In the listing below, every entry should be duplicated exactly.

**Material supplied**.
=== Begin Enclosure ===
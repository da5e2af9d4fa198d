//! Recent-records feed client
//!
//! Fetches the recent-records feed from WCA Live and maps the nested wire
//! shape into flat [`crate::domain::RecordEntry`] values.

pub mod client;
mod error;
mod types;
mod wca_live;

pub use client::RecordFeed;
pub use error::FeedError;
pub use wca_live::WcaLiveClient;
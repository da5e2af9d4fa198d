//! RecordFeed trait definition

use async_trait::async_trait;

use super::error::FeedError;
use crate::domain::Snapshot;

/// Read-only view of the remote recent-records feed.
///
/// Each call fetches a fresh snapshot; the feed keeps no state between
/// calls. Implementations map the wire shape into [`crate::domain::RecordEntry`]
/// before returning.
#[async_trait]
pub trait RecordFeed: Send + Sync {
    /// Fetch the current recent-records snapshot, in feed order
    async fn recent_records(&self) -> Result<Snapshot, FeedError>;
}
//! CLI command definitions and subcommands

use clap::{Parser, Subcommand};
use std::path::PathBuf;

/// recordbot - WCA Live record announcement bot
#[derive(Parser)]
#[command(
    name = "recordbot",
    about = "Polls the WCA Live recent-records feed and announces new records",
    version,
    after_help = "Logs are written to: ~/.local/share/recordbot/logs/recordbot.log"
)]
pub struct Cli {
    /// Path to config file
    #[arg(short, long, global = true, help = "Path to config file")]
    pub config: Option<PathBuf>,

    /// Enable verbose output
    #[arg(short, long, global = true, help = "Enable verbose output")]
    pub verbose: bool,

    /// Subcommand to execute
    #[command(subcommand)]
    pub command: Option<Command>,
}

/// CLI subcommands
#[derive(Subcommand)]
pub enum Command {
    /// Start the bot in the background
    Start {
        /// Don't fork to background (run in foreground)
        #[arg(long)]
        foreground: bool,
    },

    /// Stop the running bot
    Stop,

    /// Show bot status
    Status,

    /// Run a single poll cycle and exit
    Once {
        /// Log announcements instead of publishing, and persist nothing
        #[arg(long)]
        dry_run: bool,
    },

    /// Internal: Run as daemon process (used by `start`)
    #[command(hide = true)]
    RunDaemon,
}

#[cfg(test)]
mod tests {
    use super::*;

    #[test]
    fn test_cli_parse_no_command() {
        let cli = Cli::parse_from(["rb"]);
        assert!(cli.command.is_none());
    }

    #[test]
    fn test_cli_parse_start() {
        let cli = Cli::parse_from(["rb", "start"]);
        assert!(matches!(cli.command, Some(Command::Start { foreground: false })));
    }

    #[test]
    fn test_cli_parse_start_foreground() {
        let cli = Cli::parse_from(["rb", "start", "--foreground"]);
        assert!(matches!(cli.command, Some(Command::Start { foreground: true })));
    }

    #[test]
    fn test_cli_parse_once_dry_run() {
        let cli = Cli::parse_from(["rb", "once", "--dry-run"]);
        assert!(matches!(cli.command, Some(Command::Once { dry_run: true })));
    }

    #[test]
    fn test_cli_parse_global_config() {
        let cli = Cli::parse_from(["rb", "--config", "/tmp/rb.yml", "status"]);
        assert_eq!(cli.config, Some(PathBuf::from("/tmp/rb.yml")));
        assert!(matches!(cli.command, Some(Command::Status)));
    }
}
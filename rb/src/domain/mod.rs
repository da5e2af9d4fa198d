//! Domain types and logic for record tracking

mod diff;
mod record;

pub use diff::diff;
pub use record::{RecordEntry, RecordKey, RecordType, Snapshot};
=== End Enclosure ===
**Solution to this problem**.
repository da5e2af9d4fa198d
//! Recent-records feed client
//!
//! Fetches the recent-records feed from WCA Live and maps the nested wire
//! shape into flat [`crate::domain::RecordEntry`] values.

pub mod client;
mod error;
mod types;
mod wca_live;

pub use client::RecordFeed;
pub use error::FeedError;
pub use wca_live::WcaLiveClient;
repository da5e2af9d4fa198d
//! RecordFeed trait definition

use async_trait::async_trait;

use super::error::FeedError;
use crate::domain::Snapshot;

/// Read-only view of the remote recent-records feed.
///
/// Each call fetches a fresh snapshot; the feed keeps no state between
/// calls. Implementations map the wire shape into [`crate::domain::RecordEntry`]
/// before returning.
#[async_trait]
pub trait RecordFeed: Send + Sync {
    /// Fetch the current recent-records snapshot, in feed order
    async fn recent_records(&self) -> Result<Snapshot, FeedError>;
}
//! CLI command definitions and subcommands

use clap::{Parser, Subcommand};
use std::path::PathBuf;

/// recordbot - WCA Live record announcement bot
#[derive(Parser)]
#[command(
    name = "recordbot",
    about = "Polls the WCA Live recent-records feed and announces new records",
    version,
    after_help = "Logs are written to: ~/.local/share/recordbot/logs/recordbot.log"
)]
pub struct Cli {
    /// Path to config file
    #[arg(short, long, global = true, help = "Path to config file")]
    pub config: Option<PathBuf>,

    /// Enable verbose output
    #[arg(short, long, global = true, help = "Enable verbose output")]
    pub verbose: bool,

    /// Subcommand to execute
    #[command(subcommand)]
    pub command: Option<Command>,
}

/// CLI subcommands
#[derive(Subcommand)]
pub enum Command {
    /// Start the bot in the background
    Start {
        /// Don't fork to background (run in foreground)
        #[arg(long)]
        foreground: bool,
    },

    /// Stop the running bot
    Stop,

    /// Show bot status
    Status,

    /// Run a single poll cycle and exit
    Once {
        /// Log announcements instead of publishing, and persist nothing
        #[arg(long)]
        dry_run: bool,
    },

    /// Internal: Run as daemon process (used by `start`)
    #[command(hide = true)]
    RunDaemon,
}

#[cfg(test)]
mod tests {
    use super::*;

    #[test]
    fn test_cli_parse_no_command() {
        let cli = Cli::parse_from(["rb"]);
        assert!(cli.command.is_none());
    }

    #[test]
    fn test_cli_parse_start() {
        let cli = Cli::parse_from(["rb", "start"]);
        assert!(matches!(cli.command, Some(Command::Start { foreground: false })));
    }

    #[test]
    fn test_cli_parse_start_foreground() {
        let cli = Cli::parse_from(["rb", "start", "--foreground"]);
        assert!(matches!(cli.command, Some(Command::Start { foreground: true })));
    }

    #[test]
    fn test_cli_parse_once_dry_run() {
        let cli = Cli::parse_from(["rb", "once", "--dry-run"]);
        assert!(matches!(cli.command, Some(Command::Once { dry_run: true })));
    }

    #[test]
    fn test_cli_parse_global_config() {
        let cli = Cli::parse_from(["rb", "--config", "/tmp/rb.yml", "status"]);
        assert_eq!(cli.config, Some(PathBuf::from("/tmp/rb.yml")));
        assert!(matches!(cli.command, Some(Command::Status)));
    }
}
filename rb/src/domain/mod.rs
repository da5e2af9d4fa198d
//! Domain types and logic for record tracking

mod diff;
mod record;

pub use diff::diff;
pub use record::{RecordEntry, RecordKey, RecordType, Snapshot};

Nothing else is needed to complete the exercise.